Traditions can be an important part of family life, especially at Christmastime. Traditions bring families together and provide ways for parents and children to interact with each other and their community. By doing activities together like baking cookies or decorating a Christmas tree, caregivers and children strengthen emotional bonds and create lasting memories. Watching the town Christmas parade connects children to their wider community. Attending a Christmas Eve service connects your family to others who are celebrating the birth of the Christ Child. Traditions can bring us the comfort of stability in a world that sometimes feels overwhelming.

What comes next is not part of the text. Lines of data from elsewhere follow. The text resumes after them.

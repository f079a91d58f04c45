//! Page fetching with an ordered fallback chain.
//!
//! Strategies run in order until one yields content:
//! 1. optional robots.txt blanket-disallow check
//! 2. direct HTTP GET (retried with backoff)
//! 3. Scrapfly-style render proxy, if a key is configured (retried)
//! 4. ScraperAPI-style proxy, if a key is configured
//! 5. headless Chrome, if enabled
//!
//! `fetch` itself never fails: when every strategy is exhausted it returns
//! an empty page so the pipeline can record the lead as fetch_failed and
//! keep moving.

use std::time::Duration;

use serde::Deserialize;
use thiserror::Error;
use tracing::{debug, info, warn};

use crate::config::AppConfig;
use crate::retry::RetryHelper;

#[derive(Error, Debug)]
pub enum FetchError {
    /// Network-level failure worth retrying (timeout, connect, reset)
    #[error("transient network failure: {0}")]
    Transient(String),

    /// Strategy requires an API key that is not configured
    #[error("missing credential for {0}")]
    CredentialMissing(&'static str),

    /// Server answered with a non-success status
    #[error("HTTP status {0}")]
    Http(u16),

    /// Response arrived but could not be interpreted
    #[error("failed to parse response: {0}")]
    Parse(String),
}

impl FetchError {
    /// Only transient failures are worth another attempt
    pub fn is_retryable(&self) -> bool {
        matches!(self, FetchError::Transient(_))
    }
}

/// Result of a successful page fetch
#[derive(Debug, Clone)]
pub struct PageContent {
    /// URL that was requested
    pub url: String,
    /// URL after redirects (equals `url` when nothing was fetched)
    pub final_url: String,
    /// Raw HTML; empty when every strategy failed
    pub html: String,
}

impl PageContent {
    /// Empty page marking total fetch exhaustion
    pub fn empty(url: &str) -> Self {
        Self {
            url: url.to_string(),
            final_url: url.to_string(),
            html: String::new(),
        }
    }

    pub fn is_empty(&self) -> bool {
        self.html.trim().is_empty()
    }
}

/// Scrapfly-style proxy JSON envelope (partial)
#[derive(Debug, Deserialize)]
struct RenderProxyResponse {
    result: RenderProxyResult,
}

#[derive(Debug, Deserialize)]
struct RenderProxyResult {
    content: String,
    #[serde(default)]
    url: Option<String>,
}

/// Fetches pages through the fallback chain
pub struct PageFetcher {
    client: reqwest::Client,
    config: AppConfig,
    use_browser: bool,
}

impl PageFetcher {
    pub fn new(config: &AppConfig, use_browser: bool) -> anyhow::Result<Self> {
        let client = reqwest::Client::builder()
            .timeout(Duration::from_secs(config.http.request_timeout_secs))
            .user_agent(config.http.user_agent.clone())
            .redirect(reqwest::redirect::Policy::limited(5))
            .build()?;

        Ok(Self {
            client,
            config: config.clone(),
            use_browser,
        })
    }

    /// Fetch a page, trying each strategy in order.
    ///
    /// Never fails; returns an empty `PageContent` when every strategy is
    /// exhausted.
    pub async fn fetch(&self, url: &str) -> PageContent {
        if self.config.fetch.robots_check && self.robots_disallows_all(url).await {
            warn!("robots.txt disallows all crawling for {}, skipping", url);
            return PageContent::empty(url);
        }

        tokio::time::sleep(Duration::from_millis(self.config.fetch.politeness_delay_ms)).await;

        let retry = RetryHelper::new(&self.config.retry);

        match retry
            .with_retry(|| self.fetch_direct(url), FetchError::is_retryable)
            .await
        {
            Ok(page) => {
                debug!("Direct fetch succeeded for {}", url);
                return page;
            }
            Err(e) => warn!("Direct fetch failed for {}: {}", url, e),
        }

        match retry
            .with_retry(|| self.fetch_via_render_proxy(url), FetchError::is_retryable)
            .await
        {
            Ok(page) => {
                info!("Render proxy fetch succeeded for {}", url);
                return page;
            }
            Err(FetchError::CredentialMissing(service)) => {
                debug!("Skipping {} proxy for {}: no API key configured", service, url)
            }
            Err(e) => warn!("Render proxy fetch failed for {}: {}", url, e),
        }

        match self.fetch_via_forward_proxy(url).await {
            Ok(page) => {
                info!("Forward proxy fetch succeeded for {}", url);
                return page;
            }
            Err(FetchError::CredentialMissing(service)) => {
                debug!("Skipping {} proxy for {}: no API key configured", service, url)
            }
            Err(e) => warn!("Forward proxy fetch failed for {}: {}", url, e),
        }

        if self.use_browser {
            match self.fetch_with_browser(url) {
                Ok(page) => {
                    info!("Headless browser fetch succeeded for {}", url);
                    return page;
                }
                Err(e) => warn!("Headless browser fetch failed for {}: {}", url, e),
            }
        }

        warn!("All fetch strategies exhausted for {}", url);
        PageContent::empty(url)
    }

    /// Direct GET with the configured user agent
    async fn fetch_direct(&self, url: &str) -> Result<PageContent, FetchError> {
        let response = self
            .client
            .get(url)
            .send()
            .await
            .map_err(|e| FetchError::Transient(e.to_string()))?;

        let status = response.status();
        if !status.is_success() {
            return Err(FetchError::Http(status.as_u16()));
        }

        let final_url = response.url().to_string();
        let html = response
            .text()
            .await
            .map_err(|e| FetchError::Transient(e.to_string()))?;

        // A 200 with nothing in it is no better than a failure; let the
        // next strategy try for real content
        if html.trim().is_empty() {
            return Err(FetchError::Parse("empty response body".to_string()));
        }

        Ok(PageContent {
            url: url.to_string(),
            final_url,
            html,
        })
    }

    /// JS-rendering proxy (Scrapfly-style JSON envelope)
    async fn fetch_via_render_proxy(&self, url: &str) -> Result<PageContent, FetchError> {
        let key = self
            .config
            .credentials
            .scrapfly_key()
            .ok_or(FetchError::CredentialMissing("scrapfly"))?;

        let response = self
            .client
            .get(&self.config.proxies.scrapfly_endpoint)
            .query(&[("key", key), ("url", url), ("render_js", "true")])
            .send()
            .await
            .map_err(|e| FetchError::Transient(e.to_string()))?;

        let status = response.status();
        if !status.is_success() {
            return Err(FetchError::Http(status.as_u16()));
        }

        let envelope: RenderProxyResponse = response
            .json()
            .await
            .map_err(|e| FetchError::Parse(e.to_string()))?;

        if envelope.result.content.trim().is_empty() {
            return Err(FetchError::Parse("proxy returned empty content".to_string()));
        }

        Ok(PageContent {
            url: url.to_string(),
            final_url: envelope.result.url.unwrap_or_else(|| url.to_string()),
            html: envelope.result.content,
        })
    }

    /// Plain forwarding proxy (ScraperAPI-style, body is the page verbatim)
    async fn fetch_via_forward_proxy(&self, url: &str) -> Result<PageContent, FetchError> {
        let key = self
            .config
            .credentials
            .scraperapi_key()
            .ok_or(FetchError::CredentialMissing("scraperapi"))?;

        let response = self
            .client
            .get(&self.config.proxies.scraperapi_endpoint)
            .query(&[("api_key", key), ("url", url)])
            .send()
            .await
            .map_err(|e| FetchError::Transient(e.to_string()))?;

        let status = response.status();
        if !status.is_success() {
            return Err(FetchError::Http(status.as_u16()));
        }

        let html = response
            .text()
            .await
            .map_err(|e| FetchError::Transient(e.to_string()))?;

        if html.trim().is_empty() {
            return Err(FetchError::Parse("proxy returned empty content".to_string()));
        }

        Ok(PageContent {
            url: url.to_string(),
            final_url: url.to_string(),
            html,
        })
    }

    /// Headless Chrome fallback for JavaScript-rendered pages
    fn fetch_with_browser(&self, url: &str) -> Result<PageContent, FetchError> {
        let guard = crate::browser_pool::create_browser()
            .map_err(|e| FetchError::Transient(e.to_string()))?;

        let tab = guard
            .browser
            .new_tab()
            .map_err(|e| FetchError::Transient(format!("failed to create browser tab: {}", e)))?;

        tab.set_default_timeout(Duration::from_secs(self.config.fetch.browser_timeout_secs));

        tab.navigate_to(url)
            .map_err(|e| FetchError::Transient(format!("failed to navigate to {}: {}", url, e)))?;

        tab.wait_until_navigated()
            .map_err(|e| FetchError::Transient(format!("page failed to load for {}: {}", url, e)))?;

        // Let JS-rendered pages finish painting before grabbing the DOM
        std::thread::sleep(Duration::from_millis(self.config.fetch.browser_render_wait_ms));

        let final_url = tab.get_url();
        let html = tab
            .get_content()
            .map_err(|e| FetchError::Parse(format!("failed to read page content: {}", e)))?;

        if html.trim().is_empty() {
            return Err(FetchError::Parse("browser returned empty content".to_string()));
        }

        Ok(PageContent {
            url: url.to_string(),
            final_url,
            html,
        })
    }

    /// True only when robots.txt has a blanket `Disallow: /` for all agents.
    /// Any error fetching or parsing robots.txt means we proceed.
    async fn robots_disallows_all(&self, url: &str) -> bool {
        let robots_url = match url::Url::parse(url) {
            Ok(parsed) => match parsed.join("/robots.txt") {
                Ok(joined) => joined.to_string(),
                Err(_) => return false,
            },
            Err(_) => return false,
        };

        let body = match self.client.get(&robots_url).send().await {
            Ok(resp) if resp.status().is_success() => match resp.text().await {
                Ok(text) => text,
                Err(_) => return false,
            },
            _ => return false,
        };

        robots_blanket_disallow(&body)
    }
}

/// Parse robots.txt text and report whether the wildcard agent group
/// contains a blanket `Disallow: /`.
fn robots_blanket_disallow(body: &str) -> bool {
    let mut in_wildcard_group = false;

    for line in body.lines() {
        let line = line.split('#').next().unwrap_or("").trim();
        if line.is_empty() {
            continue;
        }

        let Some((field, value)) = line.split_once(':') else {
            continue;
        };
        let field = field.trim().to_ascii_lowercase();
        let value = value.trim();

        match field.as_str() {
            "user-agent" => in_wildcard_group = value == "*",
            "disallow" if in_wildcard_group && value == "/" => return true,
            _ => {}
        }
    }

    false
}

#[cfg(test)]
mod tests {
    use super::*;

    #[test]
    fn test_robots_blanket_disallow_detected() {
        let body = "User-agent: *\nDisallow: /\n";
        assert!(robots_blanket_disallow(body));
    }

    #[test]
    fn test_robots_partial_disallow_allowed() {
        let body = "User-agent: *\nDisallow: /admin\nDisallow: /private/\n";
        assert!(!robots_blanket_disallow(body));
    }

    #[test]
    fn test_robots_disallow_for_other_agent_ignored() {
        let body = "User-agent: BadBot\nDisallow: /\n\nUser-agent: *\nDisallow: /tmp\n";
        assert!(!robots_blanket_disallow(body));
    }

    #[test]
    fn test_robots_empty_allows() {
        assert!(!robots_blanket_disallow(""));
    }

    #[test]
    fn test_empty_page_marks_exhaustion() {
        let page = PageContent::empty("https://example.com");
        assert!(page.is_empty());
        assert_eq!(page.final_url, page.url);
    }

    #[test]
    fn test_only_transient_is_retryable() {
        assert!(FetchError::Transient("timeout".to_string()).is_retryable());
        assert!(!FetchError::Http(500).is_retryable());
        assert!(!FetchError::CredentialMissing("scrapfly").is_retryable());
        assert!(!FetchError::Parse("bad json".to_string()).is_retryable());
    }
}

One of the goals of Karis Parenting is to support families of young children as they seek to find ways to make God part of their everyday lives. One way parents and caregivers can do this is to be intentional about including Christmas traditions that focus on Jesus. That doesn’t mean you have to give up going to see Santa or watching Rudolf on television. It just means finding ways to teach or remind children why we celebrate Advent and Christmas. Some families choose to light candles on a home Advent wreath. Others choose to mark the days leading up to Christmas with a Jesse tree or a Christian-themed Advent calendar. One tradition I still practice with my own children (who are now in their 20s) is to gather in my room on Christmas Eve after we have attended the Christmas Eve service at church. My “big kids” change into their new pajamas and pile on my bed, and then we read “‘Twas the Night Before Christmas” and the story of Christ’s birth in Luke 2.
It is important to remember that Christmas traditions with your children shouldn’t add to the stress of an already exhausting holiday season. You don’t have to do everything. Let me repeat, you don’t have to do everything! Give yourself some grace and decide on the traditions that mean the most to your family. There are so many fun and meaningful possibilities. And as you create your own family’s routines and traditions, consider adding or emphasizing practices that help you remember that the baby Jesus in our nativity scenes is the Word made flesh, Immanuel, God with us.